Exercise prompt: For the data below, please report each line where the word "compiled" is found.

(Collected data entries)
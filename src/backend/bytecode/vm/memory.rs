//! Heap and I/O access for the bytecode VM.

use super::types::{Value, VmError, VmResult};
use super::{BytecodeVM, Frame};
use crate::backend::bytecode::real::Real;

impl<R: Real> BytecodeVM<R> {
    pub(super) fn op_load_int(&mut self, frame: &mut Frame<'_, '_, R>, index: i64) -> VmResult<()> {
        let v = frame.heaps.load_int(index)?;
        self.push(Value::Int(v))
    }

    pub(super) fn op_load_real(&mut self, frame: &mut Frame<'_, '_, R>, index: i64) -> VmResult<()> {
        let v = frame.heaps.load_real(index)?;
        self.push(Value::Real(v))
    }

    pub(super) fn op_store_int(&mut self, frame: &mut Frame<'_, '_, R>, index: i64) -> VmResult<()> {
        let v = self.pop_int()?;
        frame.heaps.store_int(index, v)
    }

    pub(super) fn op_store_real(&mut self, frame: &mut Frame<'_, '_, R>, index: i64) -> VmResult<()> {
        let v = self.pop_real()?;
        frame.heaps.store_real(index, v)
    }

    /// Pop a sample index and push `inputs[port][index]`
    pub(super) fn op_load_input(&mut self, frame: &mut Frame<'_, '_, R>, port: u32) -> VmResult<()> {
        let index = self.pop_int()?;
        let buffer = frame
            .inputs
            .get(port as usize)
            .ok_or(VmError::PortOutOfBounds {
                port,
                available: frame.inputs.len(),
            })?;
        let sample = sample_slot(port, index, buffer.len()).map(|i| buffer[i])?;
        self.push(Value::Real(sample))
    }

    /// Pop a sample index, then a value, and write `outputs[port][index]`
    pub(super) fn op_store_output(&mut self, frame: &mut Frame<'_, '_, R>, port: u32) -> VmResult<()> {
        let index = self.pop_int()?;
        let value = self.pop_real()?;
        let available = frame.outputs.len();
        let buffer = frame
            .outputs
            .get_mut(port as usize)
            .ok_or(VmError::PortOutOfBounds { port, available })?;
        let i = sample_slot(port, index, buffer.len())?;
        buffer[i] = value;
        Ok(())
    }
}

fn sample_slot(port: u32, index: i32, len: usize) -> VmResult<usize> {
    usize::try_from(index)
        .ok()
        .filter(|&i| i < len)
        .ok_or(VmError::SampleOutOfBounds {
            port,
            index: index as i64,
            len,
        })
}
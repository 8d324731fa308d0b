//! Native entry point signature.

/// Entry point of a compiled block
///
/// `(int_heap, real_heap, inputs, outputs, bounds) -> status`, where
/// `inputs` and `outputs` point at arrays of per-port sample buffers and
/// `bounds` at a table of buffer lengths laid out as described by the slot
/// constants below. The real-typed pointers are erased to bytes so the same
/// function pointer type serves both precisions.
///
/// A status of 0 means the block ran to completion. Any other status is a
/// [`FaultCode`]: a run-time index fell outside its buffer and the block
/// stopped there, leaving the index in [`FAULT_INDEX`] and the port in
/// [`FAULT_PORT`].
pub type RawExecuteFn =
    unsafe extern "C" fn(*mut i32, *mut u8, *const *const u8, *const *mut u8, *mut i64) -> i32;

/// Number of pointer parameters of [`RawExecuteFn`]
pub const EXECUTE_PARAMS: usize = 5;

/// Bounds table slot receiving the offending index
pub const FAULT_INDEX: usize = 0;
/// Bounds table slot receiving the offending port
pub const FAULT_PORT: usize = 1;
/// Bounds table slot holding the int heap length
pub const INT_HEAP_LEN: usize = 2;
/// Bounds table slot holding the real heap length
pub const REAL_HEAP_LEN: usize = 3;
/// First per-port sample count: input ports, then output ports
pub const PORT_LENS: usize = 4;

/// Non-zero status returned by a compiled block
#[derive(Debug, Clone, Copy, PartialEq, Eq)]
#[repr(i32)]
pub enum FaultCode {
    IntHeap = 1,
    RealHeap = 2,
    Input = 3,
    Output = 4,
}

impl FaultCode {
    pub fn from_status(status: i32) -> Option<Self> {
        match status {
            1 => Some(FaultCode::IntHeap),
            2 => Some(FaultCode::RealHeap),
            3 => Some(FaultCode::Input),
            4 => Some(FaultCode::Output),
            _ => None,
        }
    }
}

* * *

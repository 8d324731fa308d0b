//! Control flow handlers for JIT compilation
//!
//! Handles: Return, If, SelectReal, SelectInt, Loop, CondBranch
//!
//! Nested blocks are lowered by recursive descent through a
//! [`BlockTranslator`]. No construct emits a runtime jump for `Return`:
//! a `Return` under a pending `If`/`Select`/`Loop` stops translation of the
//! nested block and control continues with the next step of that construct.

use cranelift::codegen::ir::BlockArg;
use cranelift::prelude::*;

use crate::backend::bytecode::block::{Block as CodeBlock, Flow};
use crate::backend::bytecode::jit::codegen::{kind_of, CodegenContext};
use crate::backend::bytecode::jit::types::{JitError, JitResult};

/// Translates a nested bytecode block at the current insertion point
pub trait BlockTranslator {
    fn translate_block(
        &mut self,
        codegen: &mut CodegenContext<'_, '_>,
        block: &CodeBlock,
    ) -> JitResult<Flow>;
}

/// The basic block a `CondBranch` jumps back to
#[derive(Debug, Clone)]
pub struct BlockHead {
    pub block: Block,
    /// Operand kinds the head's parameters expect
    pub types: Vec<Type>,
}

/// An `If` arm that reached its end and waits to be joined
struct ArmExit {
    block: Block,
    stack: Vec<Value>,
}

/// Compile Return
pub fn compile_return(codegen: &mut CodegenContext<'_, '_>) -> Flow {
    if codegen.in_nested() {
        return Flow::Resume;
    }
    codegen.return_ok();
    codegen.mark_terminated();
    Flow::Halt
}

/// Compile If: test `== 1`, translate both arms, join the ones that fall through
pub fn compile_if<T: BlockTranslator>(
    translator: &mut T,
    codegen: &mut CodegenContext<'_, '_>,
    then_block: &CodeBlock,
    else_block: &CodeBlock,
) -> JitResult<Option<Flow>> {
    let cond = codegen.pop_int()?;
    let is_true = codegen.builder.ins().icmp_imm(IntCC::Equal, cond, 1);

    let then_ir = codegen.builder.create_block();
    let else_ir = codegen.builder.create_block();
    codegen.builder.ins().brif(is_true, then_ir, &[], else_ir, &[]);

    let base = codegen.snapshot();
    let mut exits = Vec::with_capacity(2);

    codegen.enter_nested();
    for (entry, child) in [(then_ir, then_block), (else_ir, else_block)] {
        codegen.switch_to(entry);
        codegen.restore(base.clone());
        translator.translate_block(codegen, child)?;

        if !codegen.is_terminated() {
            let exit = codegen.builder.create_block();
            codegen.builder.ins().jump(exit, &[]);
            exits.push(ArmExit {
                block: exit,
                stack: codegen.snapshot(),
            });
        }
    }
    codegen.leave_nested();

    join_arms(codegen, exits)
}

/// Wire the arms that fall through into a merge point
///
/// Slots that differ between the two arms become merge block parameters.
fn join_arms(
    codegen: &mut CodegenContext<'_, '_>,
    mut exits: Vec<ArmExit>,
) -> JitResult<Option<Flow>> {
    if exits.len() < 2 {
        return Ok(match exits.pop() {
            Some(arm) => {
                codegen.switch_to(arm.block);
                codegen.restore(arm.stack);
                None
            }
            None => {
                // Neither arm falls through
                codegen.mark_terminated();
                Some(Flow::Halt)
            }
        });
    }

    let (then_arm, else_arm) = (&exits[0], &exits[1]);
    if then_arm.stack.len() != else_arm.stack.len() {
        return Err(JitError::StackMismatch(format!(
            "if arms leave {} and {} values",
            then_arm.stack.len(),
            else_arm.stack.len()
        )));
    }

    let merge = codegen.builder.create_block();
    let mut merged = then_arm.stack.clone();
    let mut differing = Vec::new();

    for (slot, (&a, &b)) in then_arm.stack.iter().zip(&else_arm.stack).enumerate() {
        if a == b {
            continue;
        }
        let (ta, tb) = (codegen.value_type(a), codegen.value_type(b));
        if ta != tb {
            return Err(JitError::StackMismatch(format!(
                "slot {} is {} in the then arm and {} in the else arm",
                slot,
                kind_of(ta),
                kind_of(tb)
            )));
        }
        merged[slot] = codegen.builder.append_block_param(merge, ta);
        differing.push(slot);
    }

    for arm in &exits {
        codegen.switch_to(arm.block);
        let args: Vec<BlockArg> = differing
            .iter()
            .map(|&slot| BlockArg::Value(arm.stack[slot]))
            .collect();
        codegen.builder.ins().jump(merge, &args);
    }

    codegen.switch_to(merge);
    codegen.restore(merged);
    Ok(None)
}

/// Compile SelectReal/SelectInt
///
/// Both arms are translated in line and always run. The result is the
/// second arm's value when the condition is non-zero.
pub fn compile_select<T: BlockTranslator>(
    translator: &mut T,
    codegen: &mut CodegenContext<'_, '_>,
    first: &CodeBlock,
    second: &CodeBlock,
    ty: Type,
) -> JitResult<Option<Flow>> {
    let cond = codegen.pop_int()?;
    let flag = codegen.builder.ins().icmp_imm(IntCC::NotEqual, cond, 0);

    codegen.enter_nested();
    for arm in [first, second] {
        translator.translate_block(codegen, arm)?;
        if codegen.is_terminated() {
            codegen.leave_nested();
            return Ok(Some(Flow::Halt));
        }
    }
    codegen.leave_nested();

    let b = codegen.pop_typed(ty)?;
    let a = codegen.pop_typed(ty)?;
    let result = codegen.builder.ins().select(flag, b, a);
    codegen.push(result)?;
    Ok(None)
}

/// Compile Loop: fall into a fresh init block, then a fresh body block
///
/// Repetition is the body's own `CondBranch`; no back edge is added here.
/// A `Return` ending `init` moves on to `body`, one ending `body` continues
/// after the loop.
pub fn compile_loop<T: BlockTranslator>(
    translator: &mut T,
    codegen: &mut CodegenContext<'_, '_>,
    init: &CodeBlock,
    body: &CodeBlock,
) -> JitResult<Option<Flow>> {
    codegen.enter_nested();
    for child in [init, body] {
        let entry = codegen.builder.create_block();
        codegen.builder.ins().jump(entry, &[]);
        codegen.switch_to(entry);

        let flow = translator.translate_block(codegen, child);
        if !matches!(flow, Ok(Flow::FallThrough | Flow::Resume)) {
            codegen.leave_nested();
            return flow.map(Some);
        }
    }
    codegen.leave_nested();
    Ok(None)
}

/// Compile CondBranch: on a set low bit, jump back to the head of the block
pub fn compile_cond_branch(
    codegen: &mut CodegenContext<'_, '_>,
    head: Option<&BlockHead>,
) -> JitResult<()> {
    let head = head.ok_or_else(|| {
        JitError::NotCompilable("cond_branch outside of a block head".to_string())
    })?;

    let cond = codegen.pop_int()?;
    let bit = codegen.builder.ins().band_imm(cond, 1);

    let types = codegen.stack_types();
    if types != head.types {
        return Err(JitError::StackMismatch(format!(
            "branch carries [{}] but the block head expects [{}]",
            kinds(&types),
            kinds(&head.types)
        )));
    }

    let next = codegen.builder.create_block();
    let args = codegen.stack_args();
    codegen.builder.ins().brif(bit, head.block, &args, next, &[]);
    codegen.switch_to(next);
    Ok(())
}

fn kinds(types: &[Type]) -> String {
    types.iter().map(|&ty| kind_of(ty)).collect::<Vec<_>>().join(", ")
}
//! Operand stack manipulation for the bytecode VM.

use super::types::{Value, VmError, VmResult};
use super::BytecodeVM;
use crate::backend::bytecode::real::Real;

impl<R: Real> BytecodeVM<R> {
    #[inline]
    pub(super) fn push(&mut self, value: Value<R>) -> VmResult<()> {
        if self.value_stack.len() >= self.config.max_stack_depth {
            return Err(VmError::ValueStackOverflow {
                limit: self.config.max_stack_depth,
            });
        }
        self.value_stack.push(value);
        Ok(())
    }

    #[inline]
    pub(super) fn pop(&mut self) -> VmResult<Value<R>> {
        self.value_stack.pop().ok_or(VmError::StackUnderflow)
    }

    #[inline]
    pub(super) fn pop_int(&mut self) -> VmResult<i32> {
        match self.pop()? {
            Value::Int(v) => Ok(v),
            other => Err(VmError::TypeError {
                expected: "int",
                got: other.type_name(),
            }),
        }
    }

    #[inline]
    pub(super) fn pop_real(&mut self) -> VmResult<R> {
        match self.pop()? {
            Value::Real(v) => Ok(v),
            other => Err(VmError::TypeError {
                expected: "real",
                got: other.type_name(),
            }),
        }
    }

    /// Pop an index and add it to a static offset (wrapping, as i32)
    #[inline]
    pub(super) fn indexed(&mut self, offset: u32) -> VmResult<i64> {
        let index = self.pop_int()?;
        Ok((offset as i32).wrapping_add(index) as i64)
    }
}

--

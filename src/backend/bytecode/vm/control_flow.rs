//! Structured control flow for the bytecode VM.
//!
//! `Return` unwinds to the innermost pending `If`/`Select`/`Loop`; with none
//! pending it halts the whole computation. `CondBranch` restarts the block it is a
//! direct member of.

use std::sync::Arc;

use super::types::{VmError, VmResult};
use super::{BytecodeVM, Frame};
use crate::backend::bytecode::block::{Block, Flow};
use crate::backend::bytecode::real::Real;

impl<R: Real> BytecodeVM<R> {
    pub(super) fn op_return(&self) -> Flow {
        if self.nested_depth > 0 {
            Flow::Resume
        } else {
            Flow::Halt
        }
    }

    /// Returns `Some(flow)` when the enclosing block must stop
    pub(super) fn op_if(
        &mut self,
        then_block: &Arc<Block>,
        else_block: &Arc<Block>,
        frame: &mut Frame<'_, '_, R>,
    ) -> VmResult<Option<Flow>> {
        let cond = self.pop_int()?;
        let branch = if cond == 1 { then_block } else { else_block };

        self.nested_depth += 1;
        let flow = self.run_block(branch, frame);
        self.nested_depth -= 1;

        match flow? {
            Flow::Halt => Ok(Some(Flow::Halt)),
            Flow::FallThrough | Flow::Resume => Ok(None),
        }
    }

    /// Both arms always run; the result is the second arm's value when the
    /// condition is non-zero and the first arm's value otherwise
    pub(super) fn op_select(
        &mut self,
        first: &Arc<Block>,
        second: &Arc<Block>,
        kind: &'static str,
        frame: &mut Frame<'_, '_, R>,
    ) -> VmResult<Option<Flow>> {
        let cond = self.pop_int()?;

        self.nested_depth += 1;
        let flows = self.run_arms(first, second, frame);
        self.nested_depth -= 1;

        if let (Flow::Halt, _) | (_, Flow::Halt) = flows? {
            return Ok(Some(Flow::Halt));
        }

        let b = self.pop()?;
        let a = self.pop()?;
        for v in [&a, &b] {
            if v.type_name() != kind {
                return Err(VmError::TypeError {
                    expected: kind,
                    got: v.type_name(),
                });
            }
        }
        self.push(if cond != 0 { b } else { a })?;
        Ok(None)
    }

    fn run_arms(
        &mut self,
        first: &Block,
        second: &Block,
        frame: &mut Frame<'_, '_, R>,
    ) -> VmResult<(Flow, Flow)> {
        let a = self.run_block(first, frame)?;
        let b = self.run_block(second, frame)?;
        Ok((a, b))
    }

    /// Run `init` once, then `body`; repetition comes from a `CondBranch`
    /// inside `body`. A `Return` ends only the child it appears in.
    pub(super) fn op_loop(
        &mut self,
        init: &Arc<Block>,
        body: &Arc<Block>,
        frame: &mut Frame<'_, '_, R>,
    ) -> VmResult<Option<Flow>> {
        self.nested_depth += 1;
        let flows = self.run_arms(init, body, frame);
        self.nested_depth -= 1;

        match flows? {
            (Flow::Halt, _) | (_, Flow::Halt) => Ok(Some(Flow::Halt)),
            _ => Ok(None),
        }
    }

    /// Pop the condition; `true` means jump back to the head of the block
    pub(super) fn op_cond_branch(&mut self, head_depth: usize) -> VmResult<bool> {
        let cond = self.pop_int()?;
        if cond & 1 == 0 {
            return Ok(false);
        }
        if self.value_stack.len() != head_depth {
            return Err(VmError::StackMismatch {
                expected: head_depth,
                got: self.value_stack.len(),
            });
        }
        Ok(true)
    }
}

Problem solution:
/// Entry point of a compiled block
/// Non-zero status returned by a compiled block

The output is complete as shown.